* What the exercise asks
Return each line of the material verbatim.

* Records provided
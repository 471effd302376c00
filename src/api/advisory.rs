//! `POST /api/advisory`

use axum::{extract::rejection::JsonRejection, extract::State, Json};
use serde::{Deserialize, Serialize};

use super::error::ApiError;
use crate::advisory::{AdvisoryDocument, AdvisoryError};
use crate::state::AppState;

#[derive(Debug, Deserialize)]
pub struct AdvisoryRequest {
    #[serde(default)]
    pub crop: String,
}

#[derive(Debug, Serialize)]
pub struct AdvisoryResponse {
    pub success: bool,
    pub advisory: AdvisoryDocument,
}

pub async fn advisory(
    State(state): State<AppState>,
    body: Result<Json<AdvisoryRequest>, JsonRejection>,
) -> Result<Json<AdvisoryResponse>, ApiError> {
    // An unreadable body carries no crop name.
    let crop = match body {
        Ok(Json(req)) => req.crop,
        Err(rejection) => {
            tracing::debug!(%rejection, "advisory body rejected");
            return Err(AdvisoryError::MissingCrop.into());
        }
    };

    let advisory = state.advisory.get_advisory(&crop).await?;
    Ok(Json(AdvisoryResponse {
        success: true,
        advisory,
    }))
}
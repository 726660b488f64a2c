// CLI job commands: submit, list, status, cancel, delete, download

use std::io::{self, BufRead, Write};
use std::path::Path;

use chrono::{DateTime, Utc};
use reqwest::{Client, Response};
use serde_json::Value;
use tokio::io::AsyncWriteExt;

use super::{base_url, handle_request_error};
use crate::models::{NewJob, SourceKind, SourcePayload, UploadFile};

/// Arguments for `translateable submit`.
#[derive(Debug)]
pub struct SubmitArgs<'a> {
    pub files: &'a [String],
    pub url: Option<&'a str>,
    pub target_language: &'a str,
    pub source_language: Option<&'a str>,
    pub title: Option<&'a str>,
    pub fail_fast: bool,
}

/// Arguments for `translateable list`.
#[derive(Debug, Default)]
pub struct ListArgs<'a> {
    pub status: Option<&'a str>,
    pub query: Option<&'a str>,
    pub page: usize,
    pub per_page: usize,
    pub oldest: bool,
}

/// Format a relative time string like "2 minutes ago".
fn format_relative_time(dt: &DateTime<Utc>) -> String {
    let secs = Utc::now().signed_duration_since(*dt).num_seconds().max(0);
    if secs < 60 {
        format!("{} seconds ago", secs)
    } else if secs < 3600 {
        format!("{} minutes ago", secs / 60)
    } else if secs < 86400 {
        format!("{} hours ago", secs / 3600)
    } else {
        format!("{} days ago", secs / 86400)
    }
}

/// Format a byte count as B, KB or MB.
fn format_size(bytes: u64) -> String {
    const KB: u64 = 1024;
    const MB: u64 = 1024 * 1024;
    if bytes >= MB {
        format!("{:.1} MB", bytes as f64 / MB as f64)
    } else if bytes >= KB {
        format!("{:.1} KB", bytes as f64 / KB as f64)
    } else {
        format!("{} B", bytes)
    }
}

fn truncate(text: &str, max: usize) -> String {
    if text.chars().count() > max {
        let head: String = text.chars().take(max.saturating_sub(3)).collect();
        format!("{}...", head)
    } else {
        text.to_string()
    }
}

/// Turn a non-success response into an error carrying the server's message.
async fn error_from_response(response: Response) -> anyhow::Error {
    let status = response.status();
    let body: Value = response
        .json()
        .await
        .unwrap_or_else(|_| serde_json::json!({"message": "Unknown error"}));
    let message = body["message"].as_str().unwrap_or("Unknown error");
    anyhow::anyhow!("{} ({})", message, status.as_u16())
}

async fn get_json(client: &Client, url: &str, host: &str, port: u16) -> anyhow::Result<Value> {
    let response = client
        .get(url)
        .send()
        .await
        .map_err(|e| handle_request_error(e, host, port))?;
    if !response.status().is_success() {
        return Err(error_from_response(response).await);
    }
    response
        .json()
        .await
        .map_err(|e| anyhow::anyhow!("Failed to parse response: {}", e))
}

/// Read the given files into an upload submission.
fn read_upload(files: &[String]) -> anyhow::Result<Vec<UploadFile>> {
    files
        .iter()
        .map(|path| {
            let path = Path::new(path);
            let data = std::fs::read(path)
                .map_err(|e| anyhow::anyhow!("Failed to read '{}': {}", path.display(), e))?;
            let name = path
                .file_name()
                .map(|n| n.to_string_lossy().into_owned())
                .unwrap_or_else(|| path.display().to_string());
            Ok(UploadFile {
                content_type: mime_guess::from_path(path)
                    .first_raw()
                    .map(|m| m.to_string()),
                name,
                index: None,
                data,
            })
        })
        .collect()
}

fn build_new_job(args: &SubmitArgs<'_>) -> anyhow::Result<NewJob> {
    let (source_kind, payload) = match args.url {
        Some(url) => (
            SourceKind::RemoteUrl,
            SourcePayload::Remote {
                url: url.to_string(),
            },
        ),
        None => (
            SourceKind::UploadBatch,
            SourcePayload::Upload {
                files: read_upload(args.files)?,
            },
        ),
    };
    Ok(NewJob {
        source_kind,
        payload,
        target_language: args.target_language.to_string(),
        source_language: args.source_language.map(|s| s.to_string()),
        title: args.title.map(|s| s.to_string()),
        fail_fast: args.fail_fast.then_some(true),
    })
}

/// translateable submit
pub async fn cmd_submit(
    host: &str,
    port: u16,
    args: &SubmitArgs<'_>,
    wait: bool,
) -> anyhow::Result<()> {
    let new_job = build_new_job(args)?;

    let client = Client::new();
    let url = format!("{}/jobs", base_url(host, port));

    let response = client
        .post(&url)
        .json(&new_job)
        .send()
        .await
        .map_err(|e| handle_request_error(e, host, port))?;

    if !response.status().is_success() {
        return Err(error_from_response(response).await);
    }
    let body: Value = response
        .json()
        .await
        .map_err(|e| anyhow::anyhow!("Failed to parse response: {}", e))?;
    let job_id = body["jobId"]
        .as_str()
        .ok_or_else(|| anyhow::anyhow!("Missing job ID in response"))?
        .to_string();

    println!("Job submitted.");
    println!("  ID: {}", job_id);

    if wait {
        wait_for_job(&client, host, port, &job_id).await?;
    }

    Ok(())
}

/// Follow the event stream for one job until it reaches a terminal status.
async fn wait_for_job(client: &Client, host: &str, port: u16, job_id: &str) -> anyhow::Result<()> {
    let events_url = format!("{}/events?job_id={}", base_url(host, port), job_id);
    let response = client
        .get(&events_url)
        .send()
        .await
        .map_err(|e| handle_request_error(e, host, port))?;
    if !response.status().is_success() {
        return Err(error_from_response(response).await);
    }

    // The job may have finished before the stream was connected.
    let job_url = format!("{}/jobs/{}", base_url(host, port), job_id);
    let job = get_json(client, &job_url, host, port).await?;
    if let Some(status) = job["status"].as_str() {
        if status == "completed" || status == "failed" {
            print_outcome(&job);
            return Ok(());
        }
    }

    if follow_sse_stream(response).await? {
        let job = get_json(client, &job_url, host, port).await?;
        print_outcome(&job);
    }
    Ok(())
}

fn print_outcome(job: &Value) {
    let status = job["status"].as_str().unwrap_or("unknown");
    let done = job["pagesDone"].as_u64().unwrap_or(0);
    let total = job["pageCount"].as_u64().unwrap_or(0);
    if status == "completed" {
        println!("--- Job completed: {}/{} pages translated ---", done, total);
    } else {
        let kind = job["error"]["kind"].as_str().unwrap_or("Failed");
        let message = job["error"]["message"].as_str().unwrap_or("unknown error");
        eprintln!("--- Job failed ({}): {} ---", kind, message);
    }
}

* Answer below
repository 471effd302376c00
filename src/api/advisory.rs
//! `POST /api/advisory`

use axum::{extract::rejection::JsonRejection, extract::State, Json};
use serde::{Deserialize, Serialize};

use super::error::ApiError;
use crate::advisory::{AdvisoryDocument, AdvisoryError};
use crate::state::AppState;

#[derive(Debug, Deserialize)]
pub struct AdvisoryRequest {
    #[serde(default)]
    pub crop: String,
}

#[derive(Debug, Serialize)]
pub struct AdvisoryResponse {
    pub success: bool,
    pub advisory: AdvisoryDocument,
}

pub async fn advisory(
    State(state): State<AppState>,
    body: Result<Json<AdvisoryRequest>, JsonRejection>,
) -> Result<Json<AdvisoryResponse>, ApiError> {
    // An unreadable body carries no crop name.
    let crop = match body {
        Ok(Json(req)) => req.crop,
        Err(rejection) => {
            tracing::debug!(%rejection, "advisory body rejected");
            return Err(AdvisoryError::MissingCrop.into());
        }
    };

    let advisory = state.advisory.get_advisory(&crop).await?;
    Ok(Json(AdvisoryResponse {
        success: true,
        advisory,
    }))
}
repository 726660b488f64a2c
// CLI job commands: submit, list, status, cancel, delete, download

use std::io::{self, BufRead, Write};
use std::path::Path;

use chrono::{DateTime, Utc};
use reqwest::{Client, Response};
use serde_json::Value;
use tokio::io::AsyncWriteExt;

use super::{base_url, handle_request_error};
use crate::models::{NewJob, SourceKind, SourcePayload, UploadFile};

/// Arguments for `translateable submit`.
#[derive(Debug)]
pub struct SubmitArgs<'a> {
    pub files: &'a [String],
    pub url: Option<&'a str>,
    pub target_language: &'a str,
    pub source_language: Option<&'a str>,
    pub title: Option<&'a str>,
    pub fail_fast: bool,
}

/// Arguments for `translateable list`.
#[derive(Debug, Default)]
pub struct ListArgs<'a> {
    pub status: Option<&'a str>,
    pub query: Option<&'a str>,
    pub page: usize,
    pub per_page: usize,
    pub oldest: bool,
}

/// Format a relative time string like "2 minutes ago".
fn format_relative_time(dt: &DateTime<Utc>) -> String {
    let secs = Utc::now().signed_duration_since(*dt).num_seconds().max(0);
    if secs < 60 {
        format!("{} seconds ago", secs)
    } else if secs < 3600 {
        format!("{} minutes ago", secs / 60)
    } else if secs < 86400 {
        format!("{} hours ago", secs / 3600)
    } else {
        format!("{} days ago", secs / 86400)
    }
}

/// Format a byte count as B, KB or MB.
fn format_size(bytes: u64) -> String {
    const KB: u64 = 1024;
    const MB: u64 = 1024 * 1024;
    if bytes >= MB {
        format!("{:.1} MB", bytes as f64 / MB as f64)
    } else if bytes >= KB {
        format!("{:.1} KB", bytes as f64 / KB as f64)
    } else {
        format!("{} B", bytes)
    }
}

fn truncate(text: &str, max: usize) -> String {
    if text.chars().count() > max {
        let head: String = text.chars().take(max.saturating_sub(3)).collect();
        format!("{}...", head)
    } else {
        text.to_string()
    }
}

/// Turn a non-success response into an error carrying the server's message.
async fn error_from_response(response: Response) -> anyhow::Error {
    let status = response.status();
    let body: Value = response
        .json()
        .await
        .unwrap_or_else(|_| serde_json::json!({"message": "Unknown error"}));
    let message = body["message"].as_str().unwrap_or("Unknown error");
    anyhow::anyhow!("{} ({})", message, status.as_u16())
}

async fn get_json(client: &Client, url: &str, host: &str, port: u16) -> anyhow::Result<Value> {
    let response = client
        .get(url)
        .send()
        .await
        .map_err(|e| handle_request_error(e, host, port))?;
    if !response.status().is_success() {
        return Err(error_from_response(response).await);
    }
    response
        .json()
        .await
        .map_err(|e| anyhow::anyhow!("Failed to parse response: {}", e))
}

/// Read the given files into an upload submission.
fn read_upload(files: &[String]) -> anyhow::Result<Vec<UploadFile>> {
    files
        .iter()
        .map(|path| {
            let path = Path::new(path);
            let data = std::fs::read(path)
                .map_err(|e| anyhow::anyhow!("Failed to read '{}': {}", path.display(), e))?;
            let name = path
                .file_name()
                .map(|n| n.to_string_lossy().into_owned())
                .unwrap_or_else(|| path.display().to_string());
            Ok(UploadFile {
                content_type: mime_guess::from_path(path)
                    .first_raw()
                    .map(|m| m.to_string()),
                name,
                index: None,
                data,
            })
        })
        .collect()
}

fn build_new_job(args: &SubmitArgs<'_>) -> anyhow::Result<NewJob> {
    let (source_kind, payload) = match args.url {
        Some(url) => (
            SourceKind::RemoteUrl,
            SourcePayload::Remote {
                url: url.to_string(),
            },
        ),
        None => (
            SourceKind::UploadBatch,
            SourcePayload::Upload {
                files: read_upload(args.files)?,
            },
        ),
    };
    Ok(NewJob {
        source_kind,
        payload,
        target_language: args.target_language.to_string(),
        source_language: args.source_language.map(|s| s.to_string()),
        title: args.title.map(|s| s.to_string()),
        fail_fast: args.fail_fast.then_some(true),
    })
}

/// translateable submit
pub async fn cmd_submit(
    host: &str,
    port: u16,
    args: &SubmitArgs<'_>,
    wait: bool,
) -> anyhow::Result<()> {
    let new_job = build_new_job(args)?;

    let client = Client::new();
    let url = format!("{}/jobs", base_url(host, port));

    let response = client
        .post(&url)
        .json(&new_job)
        .send()
        .await
        .map_err(|e| handle_request_error(e, host, port))?;

    if !response.status().is_success() {
        return Err(error_from_response(response).await);
    }
    let body: Value = response
        .json()
        .await
        .map_err(|e| anyhow::anyhow!("Failed to parse response: {}", e))?;
    let job_id = body["jobId"]
        .as_str()
        .ok_or_else(|| anyhow::anyhow!("Missing job ID in response"))?
        .to_string();

    println!("Job submitted.");
    println!("  ID: {}", job_id);

    if wait {
        wait_for_job(&client, host, port, &job_id).await?;
    }

    Ok(())
}

/// Follow the event stream for one job until it reaches a terminal status.
async fn wait_for_job(client: &Client, host: &str, port: u16, job_id: &str) -> anyhow::Result<()> {
    let events_url = format!("{}/events?job_id={}", base_url(host, port), job_id);
    let response = client
        .get(&events_url)
        .send()
        .await
        .map_err(|e| handle_request_error(e, host, port))?;
    if !response.status().is_success() {
        return Err(error_from_response(response).await);
    }

    // The job may have finished before the stream was connected.
    let job_url = format!("{}/jobs/{}", base_url(host, port), job_id);
    let job = get_json(client, &job_url, host, port).await?;
    if let Some(status) = job["status"].as_str() {
        if status == "completed" || status == "failed" {
            print_outcome(&job);
            return Ok(());
        }
    }

    if follow_sse_stream(response).await? {
        let job = get_json(client, &job_url, host, port).await?;
        print_outcome(&job);
    }
    Ok(())
}

fn print_outcome(job: &Value) {
    let status = job["status"].as_str().unwrap_or("unknown");
    let done = job["pagesDone"].as_u64().unwrap_or(0);
    let total = job["pageCount"].as_u64().unwrap_or(0);
    if status == "completed" {
        println!("--- Job completed: {}/{} pages translated ---", done, total);
    } else {
        let kind = job["error"]["kind"].as_str().unwrap_or("Failed");
        let message = job["error"]["message"].as_str().unwrap_or("unknown error");
        eprintln!("--- Job failed ({}): {} ---", kind, message);
    }
}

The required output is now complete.